The Power of Making Do
Someone French once told me French cooking’s power comes from making the best of what you have. It’s the middle of November and I’ve already exceeded my credit card budget for the month, and so I’m going to put my cooking style up against the French.
Lunch today, November 18th
Spinach is still growing in the garden although there’s been snow and we hit it pretty hard before we suspected frost. The chard can give up a few small leaves to add to our salad, and there’s still parsley and the ever-vigorous sorrel. I found a radish in the flower pot where I made a late August stab at growing another crop. The carrots were dwarfed by everything else this summer, but now that the basil and beans are withered away, I can’t believe they’ve been ignored.
A little good white wine vinegar, a little Dijon mustard, and a flattened clove of garlic mixed, then joined by a good olive oil in my little cruet and we’ve got a free salad.

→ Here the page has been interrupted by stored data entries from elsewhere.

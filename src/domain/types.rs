//! Shared domain types.
//!
//! Result objects are serializable so they can be exported as JSON and handed
//! to a host process unchanged.

use std::collections::HashMap;
use std::fmt;
use std::ops::{BitOr, BitOrAssign};

use serde::{Deserialize, Serialize};

/// Outcome status of an operation.
///
/// Conditions combine: an evaluation can be both `LOW_SCORE` and
/// `HIGH_VARIANCE` at once. `OK` is the empty set.
#[derive(Debug, Clone, Copy, PartialEq, Eq, Hash, Default, Serialize, Deserialize)]
#[serde(transparent)]
pub struct Status(u8);

impl Status {
    pub const OK: Status = Status(0);
    pub const INSUFFICIENT_DATA: Status = Status(1 << 0);
    pub const LOW_SCORE: Status = Status(1 << 1);
    pub const HIGH_VARIANCE: Status = Status(1 << 2);

    const LABELS: [(Status, &'static str); 3] = [
        (Status::INSUFFICIENT_DATA, "insufficient-data"),
        (Status::LOW_SCORE, "low-score"),
        (Status::HIGH_VARIANCE, "high-variance"),
    ];

    pub fn bits(self) -> u8 {
        self.0
    }

    pub fn is_ok(self) -> bool {
        self.0 == 0
    }

    pub fn contains(self, other: Status) -> bool {
        other.0 != 0 && self.0 & other.0 == other.0
    }

    pub fn insert(&mut self, other: Status) {
        self.0 |= other.0;
    }

    /// Human-readable labels of every condition set.
    pub fn labels(self) -> Vec<&'static str> {
        if self.is_ok() {
            return vec!["ok"];
        }
        Self::LABELS
            .iter()
            .filter(|(flag, _)| self.contains(*flag))
            .map(|(_, label)| *label)
            .collect()
    }
}

impl BitOr for Status {
    type Output = Status;

    fn bitor(self, rhs: Status) -> Status {
        Status(self.0 | rhs.0)
    }
}

impl BitOrAssign for Status {
    fn bitor_assign(&mut self, rhs: Status) {
        self.insert(rhs);
    }
}

impl fmt::Display for Status {
    fn fmt(&self, f: &mut fmt::Formatter<'_>) -> fmt::Result {
        write!(f, "{}", self.labels().join("+"))
    }
}

/// Key/value pairs from the two metadata lines of a dataset file.
#[derive(Debug, Clone, Default, PartialEq)]
pub struct DatasetMeta {
    pub nfeatures: usize,
    /// Every metadata field, keyed by lowercased name.
    pub fields: HashMap<String, String>,
}

/// Features + targets, as used for training and evaluation.
#[derive(Debug, Clone, Default, PartialEq)]
pub struct TrainingSet {
    pub meta: DatasetMeta,
    pub samples: Vec<Vec<f64>>,
    pub targets: Vec<f64>,
    /// Tokens that were not finite numbers and were read as `0.0`.
    pub coerced_values: usize,
}

impl TrainingSet {
    pub fn len(&self) -> usize {
        self.samples.len()
    }

    pub fn is_empty(&self) -> bool {
        self.samples.is_empty()
    }

    pub fn nfeatures(&self) -> usize {
        self.meta.nfeatures
    }
}

/// Sample ids + features, as used for prediction.
#[derive(Debug, Clone, Default, PartialEq)]
pub struct PredictionSet {
    pub meta: DatasetMeta,
    pub sample_ids: Vec<String>,
    pub samples: Vec<Vec<f64>>,
    pub coerced_values: usize,
}

impl PredictionSet {
    pub fn len(&self) -> usize {
        self.samples.len()
    }

    pub fn is_empty(&self) -> bool {
        self.samples.is_empty()
    }

    pub fn nfeatures(&self) -> usize {
        self.meta.nfeatures
    }
}

/// Returned by a train call.
#[derive(Debug, Clone, PartialEq, Serialize, Deserialize)]
pub struct TrainingResult {
    pub status: Status,
    pub notices: Vec<String>,
    /// Rows the model was fitted on (after the sample cap).
    pub rows_used: usize,
    /// Rows read from the dataset.
    pub rows_total: usize,
}

/// A single prediction, keyed by its position in the input dataset.
#[derive(Debug, Clone, PartialEq, Serialize, Deserialize)]
pub struct Prediction {
    pub row: usize,
    pub sample_id: String,
    pub value: f64,
}

/// Returned by an estimate call. Predictions keep input row order.
#[derive(Debug, Clone, PartialEq, Serialize, Deserialize)]
pub struct EstimateResult {
    pub status: Status,
    pub notices: Vec<String>,
    pub predictions: Vec<Prediction>,
}

/// Returned by an evaluate call.
#[derive(Debug, Clone, PartialEq, Serialize, Deserialize)]
pub struct EvaluationResult {
    pub status: Status,
    pub notices: Vec<String>,
    /// Mean R² across the iterations that completed.
    pub score: f64,
    /// Population standard deviation of `scores`.
    pub std_dev: f64,
    pub scores: Vec<f64>,
    /// Iterations actually attempted (1 when evaluating a pretrained model).
    pub iterations: usize,
    /// Iterations whose fit failed and were left out of the aggregate.
    pub failed_iterations: usize,
}

impl EvaluationResult {
    pub fn insufficient(found: usize, required: usize) -> Self {
        Self {
            status: Status::INSUFFICIENT_DATA,
            notices: vec![format!(
                "Not enough data to evaluate: {found} rows available, at least {required} required."
            )],
            score: 0.0,
            std_dev: 0.0,
            scores: Vec::new(),
            iterations: 0,
            failed_iterations: 0,
        }
    }
}

#[cfg(test)]
mod tests {
    use super::*;

    #[test]
    fn status_combines_conditions() {
        let mut status = Status::OK;
        assert!(status.is_ok());
        status |= Status::LOW_SCORE;
        status.insert(Status::HIGH_VARIANCE);

        assert!(!status.is_ok());
        assert!(status.contains(Status::LOW_SCORE));
        assert!(status.contains(Status::HIGH_VARIANCE));
        assert!(!status.contains(Status::INSUFFICIENT_DATA));
        assert_eq!(status.to_string(), "low-score+high-variance");
    }

    #[test]
    fn ok_status_does_not_contain_itself_as_condition() {
        assert!(!Status::OK.contains(Status::OK));
        assert_eq!(Status::OK.labels(), vec!["ok"]);
    }

    #[test]
    fn status_serializes_as_bits() {
        let status = Status::INSUFFICIENT_DATA | Status::HIGH_VARIANCE;
        let json = serde_json::to_string(&status).unwrap();
        assert_eq!(json, "5");
        let back: Status = serde_json::from_str(&json).unwrap();
        assert_eq!(back, status);
    }
}
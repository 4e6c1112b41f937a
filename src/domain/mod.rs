//! Domain types used throughout the backend.
//!
//! This module defines:
//!
//! - parsed datasets (`TrainingSet`, `PredictionSet`)
//! - the combinable result status (`Status`)
//! - result objects returned by train / estimate / evaluate

pub mod types;

pub use types::*;
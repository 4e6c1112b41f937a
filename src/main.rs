use std::process::ExitCode;

fn main() -> ExitCode {
    match ols_regressor::app::run() {
        Ok(()) => ExitCode::SUCCESS,
        Err(err) => {
            eprintln!("{err}");
            ExitCode::from(err.exit_code())
        }
    }
}
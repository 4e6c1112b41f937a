//! Model evaluation by repeated random train/test splits.
//!
//! Each iteration shuffles the row indices, fits a fresh model on the first
//! `1 - test_fraction` of them and scores R² on the rest. The aggregate score
//! is the mean over iterations; its spread (population std-dev) tells us
//! whether there is enough data for the score to be trusted.
//!
//! An iteration whose split produces a singular system is left out of the
//! aggregate and reported in the notices. If no iteration succeeds the whole
//! evaluation fails.

use rand::Rng;
use rand::seq::SliceRandom;
use tracing::{debug, info, warn};

use crate::domain::{EvaluationResult, Status};
use crate::error::{RegressionError, Result};
use crate::math::{MIN_FIT_ROWS, mean, population_std_dev, r_squared};
use crate::models::LinearModel;

/// Fewest rows an evaluation accepts.
pub const MIN_EVALUATION_ROWS: usize = 4;

pub const DEFAULT_TEST_FRACTION: f64 = 0.2;

/// Mean R² below which an evaluation is flagged `LOW_SCORE`.
pub const DEFAULT_MIN_SCORE: f64 = 0.6;

#[derive(Debug, Clone, Copy, PartialEq)]
pub struct EvaluationOptions {
    /// Share of rows held out for scoring in each iteration.
    pub test_fraction: f64,
    pub min_score: f64,
}

impl Default for EvaluationOptions {
    fn default() -> Self {
        Self {
            test_fraction: DEFAULT_TEST_FRACTION,
            min_score: DEFAULT_MIN_SCORE,
        }
    }
}

/// Borrowed view of the data being evaluated.
#[derive(Debug, Clone, Copy)]
pub struct EvaluationData<'a> {
    pub samples: &'a [Vec<f64>],
    pub targets: &'a [f64],
    pub nfeatures: usize,
}

/// Evaluate a model configuration (or a pretrained model) on `data`.
///
/// With a pretrained model the dataset is scored as a whole, once.
pub fn evaluate<R: Rng + ?Sized>(
    data: EvaluationData<'_>,
    iterations: usize,
    max_deviation: f64,
    pretrained: Option<&LinearModel>,
    opts: &EvaluationOptions,
    rng: &mut R,
) -> Result<EvaluationResult> {
    let n = data.samples.len();
    if n < MIN_EVALUATION_ROWS {
        info!(rows = n, "Not enough rows to evaluate");
        return Ok(EvaluationResult::insufficient(n, MIN_EVALUATION_ROWS));
    }

    let mut notices = Vec::new();
    let mut scores = Vec::new();
    let mut failed_iterations = 0usize;

    let iterations = match pretrained {
        Some(model) => {
            let predicted = model.predict_many(data.samples);
            scores.push(r_squared(data.targets, &predicted));
            1
        }
        None => {
            let iterations = iterations.max(1);
            let train_len = train_len(n, opts.test_fraction);
            let mut indices: Vec<usize> = (0..n).collect();

            for iteration in 0..iterations {
                indices.shuffle(rng);
                let (train_idx, test_idx) = indices.split_at(train_len);

                match score_split(data, train_idx, test_idx) {
                    Ok(score) => {
                        debug!(iteration, score, "Evaluation iteration scored");
                        scores.push(score);
                    }
                    Err(RegressionError::SingularMatrix(reason)) => {
                        warn!(iteration, %reason, "Evaluation iteration skipped");
                        failed_iterations += 1;
                        notices.push(format!(
                            "Iteration {} skipped: the training split could not be solved ({reason}).",
                            iteration + 1
                        ));
                    }
                    Err(e) => return Err(e),
                }
            }
            iterations
        }
    };

    if scores.is_empty() {
        return Err(RegressionError::SingularMatrix(format!(
            "all {iterations} evaluation iterations failed"
        )));
    }

    let score = mean(&scores);
    let std_dev = population_std_dev(&scores);
    let status = classify(score, std_dev, max_deviation, opts.min_score, &mut notices);

    info!(
        score,
        std_dev,
        iterations,
        failed_iterations,
        status = %status,
        "Evaluation complete"
    );

    Ok(EvaluationResult {
        status,
        notices,
        score,
        std_dev,
        scores,
        iterations,
        failed_iterations,
    })
}

/// Rows used for training in each split; both sides stay non-empty.
fn train_len(n: usize, test_fraction: f64) -> usize {
    let raw = ((1.0 - test_fraction) * n as f64).round() as usize;
    raw.clamp(MIN_FIT_ROWS, n - 1)
}

fn score_split(data: EvaluationData<'_>, train_idx: &[usize], test_idx: &[usize]) -> Result<f64> {
    let train_samples: Vec<Vec<f64>> = train_idx.iter().map(|&i| data.samples[i].clone()).collect();
    let train_targets: Vec<f64> = train_idx.iter().map(|&i| data.targets[i]).collect();

    let model = LinearModel::fit(&train_samples, &train_targets, data.nfeatures)?;

    let actual: Vec<f64> = test_idx.iter().map(|&i| data.targets[i]).collect();
    let predicted: Vec<f64> = test_idx
        .iter()
        .map(|&i| model.predict(&data.samples[i]))
        .collect();

    Ok(r_squared(&actual, &predicted))
}

fn classify(
    score: f64,
    std_dev: f64,
    max_deviation: f64,
    min_score: f64,
    notices: &mut Vec<String>,
) -> Status {
    let mut status = Status::OK;

    if std_dev > max_deviation {
        status |= Status::HIGH_VARIANCE;
        notices.push(format!(
            "Scores vary too much between iterations (std-dev {std_dev:.4} > allowed {max_deviation:.4}); more data is needed."
        ));
    }
    if score < min_score {
        status |= Status::LOW_SCORE;
        notices.push(format!(
            "Mean R² {score:.4} is below the minimum acceptable score {min_score:.2}."
        ));
    }

    status
}

#[cfg(test)]
mod tests {
    use rand::SeedableRng;
    use rand::rngs::StdRng;
    use rand_distr::{Distribution, Normal};

    use super::*;

    fn linear_data(n: usize) -> (Vec<Vec<f64>>, Vec<f64>) {
        let samples: Vec<Vec<f64>> = (0..n)
            .map(|i| vec![i as f64, ((i * 7) % 11) as f64])
            .collect();
        let targets = samples.iter().map(|s| 3.0 + 2.0 * s[0] - 0.5 * s[1]).collect();
        (samples, targets)
    }

    fn data<'a>(samples: &'a [Vec<f64>], targets: &'a [f64], nfeatures: usize) -> EvaluationData<'a> {
        EvaluationData {
            samples,
            targets,
            nfeatures,
        }
    }

    #[test]
    fn fewer_than_four_rows_is_insufficient_without_fitting() {
        // Identical rows would be singular if a fit were attempted.
        let samples = vec![vec![1.0]; 3];
        let targets = vec![1.0; 3];
        let mut rng = StdRng::seed_from_u64(1);

        let result = evaluate(
            data(&samples, &targets, 1),
            5,
            0.1,
            None,
            &EvaluationOptions::default(),
            &mut rng,
        )
        .unwrap();

        assert!(result.status.contains(Status::INSUFFICIENT_DATA));
        assert_eq!(result.score, 0.0);
        assert!(result.scores.is_empty());
        assert_eq!(result.notices.len(), 1);
    }

    #[test]
    fn noiseless_linear_data_scores_one() {
        let (samples, targets) = linear_data(50);
        let mut rng = StdRng::seed_from_u64(7);

        let result = evaluate(
            data(&samples, &targets, 2),
            10,
            0.01,
            None,
            &EvaluationOptions::default(),
            &mut rng,
        )
        .unwrap();

        assert_eq!(result.iterations, 10);
        assert_eq!(result.scores.len(), 10);
        assert!((result.score - 1.0).abs() < 1e-9);
        assert!(result.std_dev < 1e-9);
        assert!(result.status.is_ok(), "{:?}", result.notices);
        assert!(result.notices.is_empty());
    }

    #[test]
    fn pure_noise_scores_low_and_flags_both_conditions() {
        let normal = Normal::new(0.0, 1.0).unwrap();
        let mut noise_rng = StdRng::seed_from_u64(42);
        let samples: Vec<Vec<f64>> = (0..200).map(|i| vec![i as f64]).collect();
        let targets: Vec<f64> = (0..200).map(|_| normal.sample(&mut noise_rng)).collect();

        let mut rng = StdRng::seed_from_u64(3);
        let result = evaluate(
            data(&samples, &targets, 1),
            5,
            0.0,
            None,
            &EvaluationOptions::default(),
            &mut rng,
        )
        .unwrap();

        assert!(result.score < 0.1, "score {}", result.score);
        assert!(result.status.contains(Status::LOW_SCORE));
        assert!(result.status.contains(Status::HIGH_VARIANCE));
        assert_eq!(result.notices.len(), 2);
    }

    #[test]
    fn pretrained_model_scores_whole_dataset_once() {
        let (samples, targets) = linear_data(20);
        let model = LinearModel::fit(&samples, &targets, 2).unwrap();
        let mut rng = StdRng::seed_from_u64(0);

        let result = evaluate(
            data(&samples, &targets, 2),
            25,
            0.01,
            Some(&model),
            &EvaluationOptions::default(),
            &mut rng,
        )
        .unwrap();

        assert_eq!(result.iterations, 1);
        assert_eq!(result.scores.len(), 1);
        assert!((result.score - 1.0).abs() < 1e-9);
        assert_eq!(result.std_dev, 0.0);
    }

    #[test]
    fn singular_iterations_are_excluded_from_the_aggregate() {
        // Only the last row has a non-zero feature. Whenever it lands in the
        // test split, the training split is singular.
        let samples: Vec<Vec<f64>> = (0..10).map(|i| vec![if i == 9 { 1.0 } else { 0.0 }]).collect();
        let targets: Vec<f64> = (0..10).map(|i| i as f64).collect();
        let mut rng = StdRng::seed_from_u64(11);

        let result = evaluate(
            data(&samples, &targets, 1),
            50,
            1.0,
            None,
            &EvaluationOptions::default(),
            &mut rng,
        )
        .unwrap();

        assert_eq!(result.iterations, 50);
        assert!(result.failed_iterations > 0);
        assert_eq!(result.scores.len() + result.failed_iterations, 50);
        assert!(result.notices.iter().any(|n| n.contains("skipped")));
    }

    #[test]
    fn all_iterations_failing_is_an_error() {
        let samples = vec![vec![2.0]; 8];
        let targets: Vec<f64> = (0..8).map(f64::from).collect();
        let mut rng = StdRng::seed_from_u64(5);

        let err = evaluate(
            data(&samples, &targets, 1),
            3,
            0.1,
            None,
            &EvaluationOptions::default(),
            &mut rng,
        )
        .unwrap_err();
        assert!(matches!(err, RegressionError::SingularMatrix(_)));
    }

    #[test]
    fn same_seed_gives_same_scores() {
        let normal = Normal::new(0.0, 0.5).unwrap();
        let mut noise_rng = StdRng::seed_from_u64(9);
        let samples: Vec<Vec<f64>> = (0..40).map(|i| vec![i as f64]).collect();
        let targets: Vec<f64> = (0..40)
            .map(|i| i as f64 + normal.sample(&mut noise_rng))
            .collect();

        let run = |seed| {
            let mut rng = StdRng::seed_from_u64(seed);
            evaluate(
                data(&samples, &targets, 1),
                4,
                0.5,
                None,
                &EvaluationOptions::default(),
                &mut rng,
            )
            .unwrap()
            .scores
        };
        assert_eq!(run(21), run(21));
    }

    #[test]
    fn split_is_eighty_twenty_and_never_empty() {
        assert_eq!(train_len(10, 0.2), 8);
        assert_eq!(train_len(4, 0.2), 3);
        assert_eq!(train_len(5, 0.0), 4);
        assert_eq!(train_len(5, 1.0), 2);
    }
}
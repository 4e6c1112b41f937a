use std::path::PathBuf;

use thiserror::Error;

/// Every failure the regression backend can surface to a caller.
///
/// Advisory outcomes of an evaluation (low score, high variance) are not
/// errors; they are status bits on the result instead.
#[derive(Debug, Error)]
pub enum RegressionError {
    #[error("Malformed dataset: {0}")]
    MalformedDataset(String),

    #[error("Insufficient data: {found} rows available, at least {required} required")]
    InsufficientData { required: usize, found: usize },

    #[error("Singular matrix: the normal equations cannot be solved ({0})")]
    SingularMatrix(String),

    #[error("No model found in '{}'", .0.display())]
    ModelNotFound(PathBuf),

    #[error("Corrupt model '{}': {reason}", .path.display())]
    CorruptModel { path: PathBuf, reason: String },

    #[error("Feature count mismatch: model expects {expected} features, dataset has {found}")]
    FeatureMismatch { expected: usize, found: usize },

    #[error("Unsupported operation `{operation}`: use {alternative} instead")]
    UnsupportedOperation {
        operation: &'static str,
        alternative: &'static str,
    },

    #[error("Invalid configuration: {0}")]
    InvalidConfig(String),

    #[error("I/O error on '{}': {source}", .path.display())]
    Io {
        path: PathBuf,
        #[source]
        source: std::io::Error,
    },
}

impl RegressionError {
    pub fn io(path: impl Into<PathBuf>, source: std::io::Error) -> Self {
        Self::Io {
            path: path.into(),
            source,
        }
    }

    /// Process exit code used by the `olsr` binary.
    pub fn exit_code(&self) -> u8 {
        match self {
            Self::MalformedDataset(_) | Self::InvalidConfig(_) | Self::Io { .. } => 2,
            Self::InsufficientData { .. } => 3,
            Self::SingularMatrix(_)
            | Self::ModelNotFound(_)
            | Self::CorruptModel { .. }
            | Self::FeatureMismatch { .. } => 4,
            Self::UnsupportedOperation { .. } => 5,
        }
    }
}

pub type Result<T, E = RegressionError> = std::result::Result<T, E>;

Oh, and we added a few of the tomatoes that have been ripening in the dark. We gathered them in October leaving the smaller ones still on their vines. The yellow ones were sweet Sungold’s and the others look like cherry tomatoes but were our tigerela variety. Sweet when they are this small.
We did add a piece of lasagna — last night’s dinner — to our lunch. The lasagna was made with dry noodles that have been decorating a glass container for a long time. They are more pleasurable to look at, for me, than to cook with, but Steuart has been inspired. Last night’s sauce was made completely from our ‘late-harvest’ tomatoes, fresh and dried herbs from the yard and the cheeses that are never missing from our frig — great Parmasean and inexpensive mozzarella.
Now, we’re trying to figure out what to do with this vivid canned pumpkin that we’ve just received from Steuart’s brother’s garden. Any ideas?